Warm Intercloud Medium

Interstellar gas clouds contain about 50% of the mass of the gaseous interstellar medium within galaxies, but occupy only 2% of the volume of interstellar space. The remaining mass is distributed throughout the rest of the galaxy and is known as intercloud gas, the bulk of which has temperatures of around 8,000 Kelvin and densities ranging between 0.01 – 1 atoms/cm3. This is known as the warm intercloud medium.

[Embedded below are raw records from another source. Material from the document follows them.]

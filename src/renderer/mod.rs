//! Presentation boundary
//!
//! The simulation hands out read-only [`Snapshot`]s; renderers consume them
//! and never feed anything back.

use std::io::{self, Write};

use glam::IVec2;
use serde::{Deserialize, Serialize};

use crate::sim::{Direction, FoodKind, GamePhase, Session};

/// A food as presentation sees it, with the hazards it spawned
#[derive(Debug, Clone, Serialize, Deserialize)]
pub struct FoodView {
    pub pos: IVec2,
    pub kind: FoodKind,
    /// Age as a fraction of the max age (0-1), for colour ramps
    pub age_ratio: f32,
    pub eaten_remaining: u32,
    pub bombs: Vec<IVec2>,
    pub slowdowns: Vec<IVec2>,
}

/// A live bomb with its fuse progress
#[derive(Debug, Clone, Serialize, Deserialize)]
pub struct BombView {
    pub pos: IVec2,
    pub radius: u32,
    /// Fuse left as a fraction (1 = fresh, 0 = about to blow)
    pub fuse_left: f32,
}

/// An explosion cell with its fade
#[derive(Debug, Clone, Serialize, Deserialize)]
pub struct ExplosionView {
    pub pos: IVec2,
    /// Remaining intensity (0-1)
    pub intensity: f32,
}

/// Read-only copy of everything a frame needs
#[derive(Debug, Clone, Serialize, Deserialize)]
pub struct Snapshot {
    pub now: u64,
    pub grid_width: i32,
    pub grid_height: i32,
    pub cell_size: i32,
    pub phase: GamePhase,
    pub body: Vec<IVec2>,
    pub direction: Direction,
    pub foods: Vec<FoodView>,
    pub stones: Vec<IVec2>,
    pub bombs: Vec<BombView>,
    pub slowdown_pickups: Vec<IVec2>,
    pub slowdown_buffs: Vec<u64>,
    pub powerup_pickups: Vec<IVec2>,
    pub powerup_buffs: Vec<u64>,
    pub projectiles: Vec<IVec2>,
    pub explosions: Vec<ExplosionView>,
    pub score: u64,
    pub level: u32,
    pub shields: u32,
    pub coins: u64,
    pub speed: u32,
    pub death_reason: String,
}

impl Snapshot {
    /// Copy the session state at time `now`
    pub fn capture(session: &Session, now: u64) -> Self {
        let settings = &session.settings;
        let hazards = &session.hazards;

        let foods = session
            .foods
            .iter()
            .map(|food| FoodView {
                pos: food.pos,
                kind: food.kind,
                age_ratio: (food.age(now) as f32 / settings.food_max_age_ms as f32).min(1.0),
                eaten_remaining: food.eaten_remaining,
                bombs: hazards
                    .bombs
                    .iter()
                    .filter(|b| food.bomb_ids.contains(&b.id))
                    .map(|b| b.pos)
                    .collect(),
                slowdowns: hazards
                    .slowdowns
                    .iter()
                    .filter(|s| food.slowdown_ids.contains(&s.id))
                    .map(|s| s.pos)
                    .collect(),
            })
            .collect();

        let fuse = settings.bomb_duration_ms.max(1) as f32;
        let bombs = hazards
            .bombs
            .iter()
            .map(|b| BombView {
                pos: b.pos,
                radius: b.radius,
                fuse_left: (b.detonates_at(settings.bomb_duration_ms).saturating_sub(now) as f32
                    / fuse)
                    .min(1.0),
            })
            .collect();

        let blast = settings.explosion_duration_ms.max(1) as f32;
        let explosions = hazards
            .explosions
            .iter()
            .filter(|e| e.expires_at > now)
            .map(|e| ExplosionView {
                pos: e.pos,
                intensity: ((e.expires_at - now) as f32 / blast).min(1.0),
            })
            .collect();

        Self {
            now,
            grid_width: session.grid.width,
            grid_height: session.grid.height,
            cell_size: settings.cell_size,
            phase: session.phase,
            body: session.player.body.iter().copied().collect(),
            direction: session.player.direction,
            foods,
            stones: session.stones.clone(),
            bombs,
            slowdown_pickups: hazards.slowdowns.iter().map(|s| s.pos).collect(),
            slowdown_buffs: session.player.slowdown_buffs.clone(),
            powerup_pickups: hazards.powerups.iter().map(|p| p.pos).collect(),
            powerup_buffs: session.player.powerup_buffs.clone(),
            projectiles: hazards.projectiles.iter().map(|p| p.pos).collect(),
            explosions,
            score: session.score,
            level: session.level,
            shields: session.player.shields,
            coins: session.coins,
            speed: session.current_speed,
            death_reason: session
                .death_reason
                .map(|r| r.as_str().to_string())
                .unwrap_or_default(),
        }
    }
}

/// Anything that can present a snapshot
pub trait Renderer {
    fn present(&mut self, snapshot: &Snapshot) -> io::Result<()>;
}

/// Draws the board as ASCII, one character per cell
///
/// Later layers win: stones, slowdowns, powerups, bombs, foods, projectiles,
/// explosions, body, head.
pub struct TextRenderer<W: Write> {
    out: W,
}

impl<W: Write> TextRenderer<W> {
    pub fn new(out: W) -> Self {
        Self { out }
    }

    pub fn into_inner(self) -> W {
        self.out
    }

    /// Render the board and HUD to a string
    pub fn frame(snapshot: &Snapshot) -> String {
        let (w, h) = (snapshot.grid_width, snapshot.grid_height);
        let mut rows = vec![vec!['.'; w as usize]; h as usize];
        let mut put = |pos: IVec2, c: char| {
            if pos.x >= 0 && pos.x < w && pos.y >= 0 && pos.y < h {
                rows[pos.y as usize][pos.x as usize] = c;
            }
        };

        snapshot.stones.iter().for_each(|p| put(*p, '#'));
        snapshot.slowdown_pickups.iter().for_each(|p| put(*p, 's'));
        snapshot.powerup_pickups.iter().for_each(|p| put(*p, 'P'));
        snapshot.bombs.iter().for_each(|b| put(b.pos, 'B'));
        snapshot.foods.iter().for_each(|f| put(f.pos, 'f'));
        snapshot.projectiles.iter().for_each(|p| put(*p, '*'));
        snapshot.explosions.iter().for_each(|e| put(e.pos, 'x'));
        snapshot.body.iter().skip(1).for_each(|p| put(*p, 'o'));
        if let Some(head) = snapshot.body.first() {
            put(*head, '@');
        }

        let mut frame = format!(
            "{:?} | level {} | score {} | shields {} | coins {} | speed {}\n",
            snapshot.phase,
            snapshot.level,
            snapshot.score,
            snapshot.shields,
            snapshot.coins,
            snapshot.speed
        );
        for row in rows {
            frame.extend(row);
            frame.push('\n');
        }
        if !snapshot.death_reason.is_empty() {
            frame.push_str(&format!("You {}!\n", snapshot.death_reason));
        }
        frame
    }
}

impl<W: Write> Renderer for TextRenderer<W> {
    fn present(&mut self, snapshot: &Snapshot) -> io::Result<()> {
        self.out.write_all(Self::frame(snapshot).as_bytes())?;
        self.out.flush()
    }
}

#[cfg(test)]
mod tests {
    use super::*;
    use crate::settings::Settings;
    use crate::sim::{Bomb, DeathReason, SpawnSource};

    fn small_session() -> Session {
        Session::new(Settings {
            grid_width: 6,
            grid_height: 4,
            ..Settings::without_random_spawns()
        })
    }

    #[test]
    fn test_snapshot_copies_state() {
        let mut session = small_session();
        session.setup_level(0, &mut Vec::new());
        session.hazards.bombs.push(Bomb {
            id: 77,
            pos: IVec2::new(0, 0),
            created_at: 0,
            radius: 2,
            source: SpawnSource::Roaming,
        });
        session.foods[0].bomb_ids.push(77);
        let fuse = session.settings.bomb_duration_ms;

        let snap = Snapshot::capture(&session, fuse / 2);
        assert_eq!(snap.body.len(), 3);
        assert_eq!(snap.body[0], session.player.head());
        assert_eq!(snap.foods.len(), 1);
        assert_eq!(snap.foods[0].bombs, vec![IVec2::new(0, 0)]);
        assert!((snap.bombs[0].fuse_left - 0.5).abs() < 0.01);
        assert!(snap.death_reason.is_empty());
    }

    #[test]
    fn test_snapshot_serializes() {
        let mut session = small_session();
        session.death_reason = Some(DeathReason::CollidedWithSelf);
        let json = serde_json::to_string(&Snapshot::capture(&session, 0)).unwrap();
        assert!(json.contains("collided with self"));
    }

    #[test]
    fn test_text_frame_marks_head_and_body() {
        let session = small_session();
        let frame = TextRenderer::<Vec<u8>>::frame(&Snapshot::capture(&session, 0));
        let board: Vec<&str> = frame.lines().skip(1).collect();
        assert_eq!(board.len(), 4);
        // Centre of 6x4 is (3, 2); body trails to the left
        assert_eq!(board[2], ".oo@..");
    }

    #[test]
    fn test_renderer_writes_to_sink() {
        let session = small_session();
        let mut renderer = TextRenderer::new(Vec::new());
        renderer.present(&Snapshot::capture(&session, 0)).unwrap();
        let out = String::from_utf8(renderer.into_inner()).unwrap();
        assert!(out.starts_with("Start | level 1"));
    }
}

The hydrogen making up the warm intercloud medium is present in both neutral and ionised forms. The high-energy UV photons responsible for the ionisation of hydrogen atoms in HII regions are not only found close to hot, massive stars. Once they leave the star, they are free to travel through interstellar space until absorbed by an atom further down the line. Roughly half of the hydrogen atoms in the warm intercloud medium are ionised by these photons and can be observed as low surface brightness emission. Approximately 90% of the ionised hydrogen in our Galaxy is contained within the warm intercloud medium with only 10% shining brightly as impressive HII regions.

In regions where there is a lot of warm intercloud gas, the ionising photons will eventually be used up, allowing the hydrogen to remain in its neutral state. These areas of neutral hydrogen are generally protected from UV photons by surrounding regions of ionised warm intercloud medium and are traced by the 21cm spin-flip transition, similar to what is used to locate HI clouds.